A 詐欺に近いのは、作品の内容だ。 本家で無くなっても誰も気がつかない作品ばかり持ってきて、○○美術館展と称する。 そのような美術館展に行くのは良いことだが、感心しては良くないのだ。 不満を持ち、本家に行かなければ!と思わなければならない。 「まともな作品を持ってこなければ流行らない」と主催者に思い知らさなければならない。 美術展のサブタイトルが目立つ場合、<○×を中心に>、<○×の周辺><○×をテーマに>とあるのは、たいていガラクタ作品群をまとめる為の主催者の言い訳なのだ。 行こう!明るい欧米の美術館へ
    2009-06-24 追記 : この稿は、、「フラッシュ撮影が良いという趣旨では当然の事ながら ありません。」
      西洋の美術館の展示環境は、明るくて健全であり、、
      許可されている場所ではフラッシュなんて全く不要、むしろ有害なのは、デジカメ体験者なら常識のはずです。
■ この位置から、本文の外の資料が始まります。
//! LLVM key-value service: `GetValue`, `PutValue`.
//!
//! Each key maps to one small blob holding the framed entry map. A put
//! replaces the whole map.

use std::collections::BTreeMap;
use std::sync::Arc;

use tonic::{Request, Response, Status};
use xcelerate_protocol::keyvalue::key_value_db_server::KeyValueDb;
use xcelerate_protocol::keyvalue::{
    GetValueRequest, GetValueResponse, PutValueRequest, PutValueResponse, Value,
};

use super::{Failure, HandlerError};
use crate::codec;
use crate::interceptor::{CallContext, Interceptor};
use crate::keys;
use crate::remote::RemoteStore;
use crate::stream;

/// Entries stored under one key.
pub type Entries = BTreeMap<String, Vec<u8>>;

/// `KeyValueDB` backed by a [`RemoteStore`].
pub struct KvService {
    remote: Arc<dyn RemoteStore>,
    interceptor: Arc<Interceptor>,
}

impl KvService {
    pub fn new(remote: Arc<dyn RemoteStore>, interceptor: Arc<Interceptor>) -> Self {
        Self {
            remote,
            interceptor,
        }
    }

    pub async fn get_entries(&self, ctx: &CallContext, key: &[u8]) -> Result<Entries, HandlerError> {
        let blob = stream::download(self.remote.as_ref(), ctx, &keys::kv_key(key)).await?;
        Ok(codec::decode_value(blob)?)
    }

    pub async fn put_entries(
        &self,
        ctx: &CallContext,
        key: &[u8],
        entries: &Entries,
    ) -> Result<(), HandlerError> {
        let blob = codec::encode_value(entries)?;
        stream::upload(self.remote.as_ref(), ctx, &keys::kv_key(key), blob).await?;
        Ok(())
    }
}

#[tonic::async_trait]
impl KeyValueDb for KvService {
    async fn get_value(
        &self,
        request: Request<GetValueRequest>,
    ) -> Result<Response<GetValueResponse>, Status> {
        let ctx = self.interceptor.enter("GetValue", request.metadata()).await?;
        let key = request.into_inner().key;

        let response = match self.get_entries(&ctx, &key).await {
            Ok(entries) => {
                ctx.stats().record_hit();
                GetValueResponse::success(Value { entries })
            }
            Err(err) => match err.classify(ctx.method())? {
                Failure::Miss => {
                    ctx.stats().record_miss();
                    GetValueResponse::not_found()
                }
                Failure::Degraded(description) => GetValueResponse::error(description),
            },
        };
        Ok(Response::new(response))
    }

    async fn put_value(
        &self,
        request: Request<PutValueRequest>,
    ) -> Result<Response<PutValueResponse>, Status> {
        let ctx = self.interceptor.enter("PutValue", request.metadata()).await?;
        let request = request.into_inner();
        let entries = request.value.unwrap_or_default().entries;

        let response = match self.put_entries(&ctx, &request.key, &entries).await {
            Ok(()) => PutValueResponse::success(),
            Err(err) => match err.classify(ctx.method())? {
                Failure::Miss => PutValueResponse::error("remote store rejected the upload"),
                Failure::Degraded(description) => PutValueResponse::error(description),
            },
        };
        Ok(Response::new(response))
    }
}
      簡単に格安で行ける時代です。 欧米の美術館へ行こう! そして鑑賞しよう! というのが趣旨です。
      また、、ピッツィ宮殿等、以前は撮影可だったのが不可になっていたりと、、規則は永久不変ではありません。
      そのあたりは、健全な大人の良識で判断してください。
      インターネットの情報は、、特に個人のHPは、個人のその時の感想です。
      閲覧者は自身の感性で取捨選択をして参考にするのが、お互いHappyです。